In a rare show of interest in college sports, the U.S. Department of Justice is examining the rules that determine how colleges award athletics scholarships.
Lawyers from the department’s antitrust division recently met with officials from the National Collegiate Athletic Association to discuss the association’s rules governing athletics scholarships, according to an e-mail message from the NCAA obtained by The Chronicle. The department appears to be looking at the limitations the NCAA places on scholarships. Currently, an institution is allowed to give an athletics scholarship for only one year at a time—a rule that has been on the books since 1973—and the scholarship may be renewed for no more than five years in all.
The message from Elsa Cole, the NCAA’s general counsel, was sent this week to Division I athletic directors and conference commissioners, among others. Lawyers from the Justice Department, Ms. Cole said in the message, are now beginning to contact the general counsels of Division I colleges, as well as conference commissioners, to discuss “the purpose and effect of those rules.”

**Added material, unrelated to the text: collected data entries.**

use std::net::SocketAddr;
use std::time::Duration;

pub const DEFAULT_API_BASE_URL: &str = "http://localhost:8080";
pub const DEFAULT_BIND: &str = "127.0.0.1:3000";
pub const DEFAULT_API_TIMEOUT_SECS: u64 = 15;

/// Variables consulted for the API base URL, first non-blank wins.
pub const API_BASE_URL_VARS: [&str; 3] = [
    "VOCAB_API_BASE_URL",
    "INTERNAL_API_BASE_URL",
    "NEXT_PUBLIC_API_BASE_URL",
];

#[derive(Debug, thiserror::Error)]
#[non_exhaustive]
pub enum ConfigError {
    #[error("invalid bind address {raw:?}")]
    InvalidBind { raw: String },
    #[error("invalid API timeout {raw:?}")]
    InvalidTimeout { raw: String },
}

/// Resolved server settings.
#[derive(Clone, Debug, PartialEq, Eq)]
pub struct AppConfig {
    pub api_base_url: String,
    pub bind: SocketAddr,
    pub secure_cookies: bool,
    pub api_timeout: Duration,
}

impl AppConfig {
    /// # Errors
    ///
    /// Returns [`ConfigError`] when a variable is set but cannot be parsed.
    pub fn from_env() -> Result<Self, ConfigError> {
        Self::from_lookup(|key| std::env::var(key).ok())
    }

    /// Same as [`AppConfig::from_env`] with an injectable variable source.
    ///
    /// # Errors
    ///
    /// Returns [`ConfigError`] when a variable is set but cannot be parsed.
    pub fn from_lookup(lookup: impl Fn(&str) -> Option<String>) -> Result<Self, ConfigError> {
        let value = |key: &str| {
            lookup(key)
                .map(|raw| raw.trim().to_string())
                .filter(|raw| !raw.is_empty())
        };

        let api_base_url = API_BASE_URL_VARS
            .iter()
            .find_map(|key| value(key))
            .unwrap_or_else(|| DEFAULT_API_BASE_URL.to_string());
        let bind = parse_bind(&value("VOCAB_BIND").unwrap_or_else(|| DEFAULT_BIND.to_string()))?;
        let secure_cookies = value("VOCAB_SECURE_COOKIES").is_some_and(|raw| is_truthy(&raw));
        let api_timeout = match value("VOCAB_API_TIMEOUT_SECS") {
            Some(raw) => {
                let secs = raw
                    .parse::<u64>()
                    .ok()
                    .filter(|secs| *secs > 0)
                    .ok_or(ConfigError::InvalidTimeout { raw })?;
                Duration::from_secs(secs)
            }
            None => Duration::from_secs(DEFAULT_API_TIMEOUT_SECS),
        };

        Ok(Self {
            api_base_url,
            bind,
            secure_cookies,
            api_timeout,
        })
    }
}

/// # Errors
///
/// Returns [`ConfigError::InvalidBind`] for anything that is not `host:port`.
pub fn parse_bind(raw: &str) -> Result<SocketAddr, ConfigError> {
    raw.trim()
        .parse()
        .map_err(|_| ConfigError::InvalidBind {
            raw: raw.to_string(),
        })
}

fn is_truthy(raw: &str) -> bool {
    matches!(raw.to_ascii_lowercase().as_str(), "1" | "true" | "yes" | "on")
}

#[cfg(test)]
mod tests {
    use std::collections::HashMap;

    use super::*;

    fn config(vars: &[(&str, &str)]) -> Result<AppConfig, ConfigError> {
        let vars: HashMap<String, String> = vars
            .iter()
            .map(|(key, value)| ((*key).to_string(), (*value).to_string()))
            .collect();
        AppConfig::from_lookup(|key| vars.get(key).cloned())
    }

    #[test]
    fn defaults_apply_when_nothing_is_set() {
        let config = config(&[]).unwrap();
        assert_eq!(config.api_base_url, DEFAULT_API_BASE_URL);
        assert_eq!(config.bind.to_string(), DEFAULT_BIND);
        assert!(!config.secure_cookies);
        assert_eq!(config.api_timeout, Duration::from_secs(15));
    }

    #[test]
    fn api_url_falls_back_through_the_variables() {
        let config = config(&[
            ("VOCAB_API_BASE_URL", "  "),
            ("NEXT_PUBLIC_API_BASE_URL", "http://public:8080"),
            ("INTERNAL_API_BASE_URL", "http://internal:8080"),
        ])
        .unwrap();
        assert_eq!(config.api_base_url, "http://internal:8080");
    }

    #[test]
    fn invalid_values_are_reported() {
        assert!(matches!(
            config(&[("VOCAB_BIND", "nowhere")]),
            Err(ConfigError::InvalidBind { .. })
        ));
        assert!(matches!(
            config(&[("VOCAB_API_TIMEOUT_SECS", "0")]),
            Err(ConfigError::InvalidTimeout { .. })
        ));
        assert!(config(&[("VOCAB_SECURE_COOKIES", "TRUE")]).unwrap().secure_cookies);
    }
}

A spokeswoman for the Justice Department said she could not comment on the matter.
The precise nature of the discussion between the association and the lawyers is not clear. Bob Williams, a spokesman for the NCAA, said in an e-mail message to The Chronicle that the association was working with the federal agency “to help it understand that athletics financial aid is a ‘merit’ award.” He said the NCAA would emphasize to the department that athletes must remain academically eligible and meet certain expectations to retain their scholarships, making annual reviews “appropriate.”
The debate over whether financial aid for athletes should be renewable annually or represent a four-year commitment has never fully abated in the 37 years that the one-year rule has existed. Some athletes say the annual renewal leaves them vulnerable in cases of injury or misunderstandings with a coach, while many athletic directors and coaches say it is a necessary and logical practice.
Yet while the sensitivity might be familiar, the antitrust angle is not—and could have a significant impact on college sports, legal experts said.
“If the Justice Department takes the position that rules most people think are designed to protect amateurism or academics are somehow subject to antitrust risk ... that’s opening the door” to legal challenges, said Gary R. Roberts, dean of the Indiana University School of Law at Indianapolis.
A Legal Precedent
College sports is no stranger to attention from Washington. In the past year, President Obama has said he would favor a college football playoff, Secretary of Education Arne Duncan has criticized programs that fail to graduate their athletes, and last month, Vice President Joe Biden said the administration would work hard to strengthen gender-equity policies.
The NCAA has also faced its share of scrutiny. The association’s rules have been the target of legal action on many occasions, and in recent years, some members of Congress have challenged its federal tax-exempt status.
In this case, it’s not clear what prompted the Justice Department to take an interest in scholarship rules, or what the outcome might be. Several athletic directors and one conference commissioner confirmed on Thursday that they had received the NCAA’s message but were not certain of the scope or significance of the inquiry.
“I’m not surprised by [the inquiry],” said Gregory Christopher, athletic director at Bowling Green State University. “The entire concept of grant-in-aid has been talked about before. It’s a not a new conversation.”
Michael McCann, a professor at Vermont Law School who specializes in sports law, said several outcomes were possible: The Department could recommend that the NCAA change its rules governing scholarships. It could sue the association, which he said is unlikely. Or it could do nothing at all.
Mr. Roberts, of Indiana, said many of the NCAA’s bylaws, not just those governing scholarships, are meant to create parity among athletics programs. But they are rules that, in any other context, could be seen as overly restrictive and possibly in violation of antitrust law, he said.
Over the years, court rulings have established a legal precedent that favors the NCAA in challenges of rules meant to protect amateurism or academic requirements. But in matters that are commercial in nature—capping coaches’ salaries, for instance—courts have been less sympathetic. In those antitrust cases, courts have ruled that the NCAA does not have the authority to regulate its members so strictly.
In 1991, the NCAA’s member institutions, in an attempt to contain spiraling costs, adopted a rule putting strict limits on the salaries of certain assistant coaches. A group of coaches later sued the NCAA, claiming the rule violated antitrust law, and in May 1998, a federal jury awarded $22.3-million in damages to the coaches—an amount that, under antitrust principles, was tripled to $67-million.
More recently, in 2008, the NCAA settled a case brought by a group of former Division I football and basketball players who challenged the NCAA’s cap on scholarships. Under the settlement, the association agreed to reallocate up to $228-million over five years to help more than 150,000 Division I athletes in all sports pay for basic expenses not covered by their athletics scholarships.
The current scrutiny of scholarship rules could blur what has become a bright line, legally speaking, between legislating the amateur side of college sports and controlling the business side of it, Mr. Roberts said.
“There’s a lot of history and a lot of precedent to suggest that these kinds of rules ... that are designed to protect amateurism and academic standards are lawful,” Mr. Roberts said. “But that’s not carved in stone.”